Other than the sour cream, it could be Netherlandish.

It actually looks pretty good.


[No offense to the Dutch (notorious herring eaters), but their native cuisine is part of a frigid continuum of blandish foods extending all the way to the Arctic circle, sometimes leavened with frightful offal, and deep-fried objects. It isn't until you get to North Brabant and Limburg that (considerable) refinement is noticeable, and once you go south of Brussels, French pretensions have taken over completely.]


There are a few cuisines that do seafood well. Cantonese, Dutch-Belgian, and Filipino, to name most of them. But white Anglo-Saxon Protestant American is not one such. Folks from the interior of North America, even of Scandinavian descent, should not be allowed anywhere near a fish that someone else is supposed to eat. To make my point: lutefisk, tuna in a can, fast-food breaded shrimp with mayo, and fried fish a la Anglaise.
All fondly favoured by the stinky Protestant tribals in the Midwest.
There is nothing worse that average fish and chips, by the way.

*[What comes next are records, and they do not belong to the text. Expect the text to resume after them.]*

//! DCache - A size-tiered in-memory cache server
//!
//! Values are partitioned by size class so large and small entries are
//! evicted independently. Provides TTL expiration, pluggable eviction, a
//! line-oriented TCP protocol and a matching async client.

pub mod admin;
pub mod cache;
pub mod client;
pub mod config;
pub mod error;
pub mod models;
pub mod protocol;
pub mod server;
pub mod tasks;

pub use cache::{CacheEngine, CleanupMode, PolicyKind};
pub use client::CacheClient;
pub use config::{CacheMode, Config};
pub use error::{CacheError, Result};
pub use server::Server;
pub use tasks::spawn_sweep_task;
impl CacheEngine {
    // == Constructor ==
    /// Builds one partition per entry of the size-class table
    /// `{ max_value_length -> max_entry_count }`.
    pub fn new(
        size_classes: &BTreeMap<usize, usize>,
        policy: PolicyKind,
        cleanup: CleanupMode,
    ) -> Result<Self> {
        if size_classes.is_empty() {
            return Err(CacheError::InvalidConfig(
                "size class table is empty".to_string(),
            ));
        }

        if let Some((boundary, _)) = size_classes.iter().find(|(_, &cap)| cap == 0) {
            return Err(CacheError::InvalidConfig(format!(
                "size class {} has zero capacity",
                boundary
            )));
        }

        // BTreeMap iterates in ascending key order
        let boundaries: Vec<usize> = size_classes.keys().copied().collect();
        let partitions = size_classes
            .iter()
            .map(|(&max_len, &capacity)| Mutex::new(Partition::new(max_len, capacity, policy)))
            .collect();

        Ok(Self {
            partitions,
            key_locks: (0..KEY_LOCK_STRIPES).map(|_| Mutex::new(())).collect(),
            boundaries,
            policy,
            cleanup,
            misses: AtomicU64::new(0),
        })
    }

    /// Creates an engine from validated server configuration.
    pub fn from_config(config: &Config) -> Result<Self> {
        Self::new(
            &config.size_cap_config,
            config.eviction_policy,
            config.cleanup_mode()?,
        )
    }

    /// Largest value length any SET may carry.
    pub fn max_value_length(&self) -> usize {
        // non-empty by construction
        self.boundaries.last().copied().unwrap_or(0)
    }

    pub fn cleanup_mode(&self) -> CleanupMode {
        self.cleanup
    }

    pub fn policy(&self) -> PolicyKind {
        self.policy
    }

    /// Size-class boundaries in ascending order.
    pub fn boundaries(&self) -> &[usize] {
        &self.boundaries
    }

    /// Index of the smallest size class that fits `len` bytes.
    fn partition_index(&self, len: usize) -> Option<usize> {
        self.boundaries.iter().position(|&max_len| len <= max_len)
    }

    fn key_lock(&self, key: &str) -> &Mutex<()> {
        let mut hasher = DefaultHasher::new();
        key.hash(&mut hasher);
        &self.key_locks[(hasher.finish() as usize) % self.key_locks.len()]
    }

    // == Set ==
    /// Stores `value` under `key` in the size class matching its length.
    ///
    /// A `ttl_seconds` of zero stores the value without expiration. Any copy of
    /// `key` held by another size class is removed first, so a key lives in at
    /// most one partition even under concurrent writers.
    pub async fn set(&self, key: String, value: Bytes, ttl_seconds: u32) -> Result<()> {
        let len = value.len();
        let max = self.max_value_length();
        if len > max {
            return Err(CacheError::ValueTooLarge { len, max });
        }

        let target = self
            .partition_index(len)
            .ok_or(CacheError::NoSizeClass(len))?;

        let _writer = self.key_lock(&key).lock().await;

        for (idx, partition) in self.partitions.iter().enumerate() {
            if idx != target {
                partition.lock().await.delete(&key);
            }
        }

        let evicted = self.partitions[target]
            .lock()
            .await
            .put(key, value, ttl_seconds);

        if let Some(evicted) = evicted {
            debug!(
                key = %evicted,
                size_class = self.boundaries[target],
                "partition full, evicted least recently used entry"
            );
        }

        Ok(())
    }

    // == Get ==
    /// Retrieves a live value, probing size classes in ascending order.
    pub async fn get(&self, key: &str) -> Option<Bytes> {
        for partition in &self.partitions {
            if let Some(value) = partition.lock().await.get(key) {
                return Some(value);
            }
        }

        self.misses.fetch_add(1, Ordering::Relaxed);
        None
    }

    // == Has ==
    /// Checks whether a live value exists without affecting eviction order.
    pub async fn has(&self, key: &str) -> bool {
        for partition in &self.partitions {
            if partition.lock().await.has(key) {
                return true;
            }
        }

        false
    }

    // == Delete ==
    /// Removes `key` from every size class. Returns whether anything was removed.
    ///
    /// Deleting an absent key is a successful no-op.
    pub async fn delete(&self, key: &str) -> bool {
        let _writer = self.key_lock(key).lock().await;

        let mut removed = false;
        for partition in &self.partitions {
            removed |= partition.lock().await.delete(key);
        }
        removed
    }

    // == Sweep ==
    /// Removes every expired entry from every partition.
    ///
    /// Returns the number of entries removed.
    pub async fn sweep_expired(&self) -> usize {
        let now = current_timestamp_ms();
        let mut removed = 0;

        for partition in &self.partitions {
            removed += partition.lock().await.cleanup_expired(now);
        }

        removed
    }

    // == Stats ==
    /// Returns engine-wide and per-partition counters.
    pub async fn stats(&self) -> CacheStats {
        let mut partitions = Vec::with_capacity(self.partitions.len());
        for partition in &self.partitions {
            partitions.push(partition.lock().await.stats());
        }

        CacheStats::aggregate(
            self.cleanup.kind(),
            self.policy,
            self.max_value_length(),
            self.misses.load(Ordering::Relaxed),
            partitions,
        )
    }

    // == Length ==
    /// Total stored entries, expired-but-unreclaimed ones included.
    pub async fn len(&self) -> usize {
        let mut total = 0;
        for partition in &self.partitions {
            total += partition.lock().await.len();
        }
        total
    }

    pub async fn is_empty(&self) -> bool {
        self.len().await == 0
    }

    /// Stored entry count of the size class with boundary `max_value_length`.
    pub async fn partition_len(&self, max_value_length: usize) -> Option<usize> {
        let idx = self.boundaries.binary_search(&max_value_length).ok()?;
        Some(self.partitions[idx].lock().await.len())
    }
}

Why does it take a Dutch-speaker to tell you that?

And why is there no green herring here?

Cowboys, damned cowboys.

Fiskepudding.



==========================================================================
NOTE: Readers may contact me directly:
LETTER BOX.
All correspondence will be kept in confidence.
==========================================================================

1 comment:

gastronomically amphibiousr said...

Sicilian cuisine is pretty much all seafood (and pastry) and is pretty hard to beat.

Search This Blog

QUIET STEW

Figuring out where to have lunch some days is a bit problematic. Not today -- that's already mapped out -- but specifically Mondays and ...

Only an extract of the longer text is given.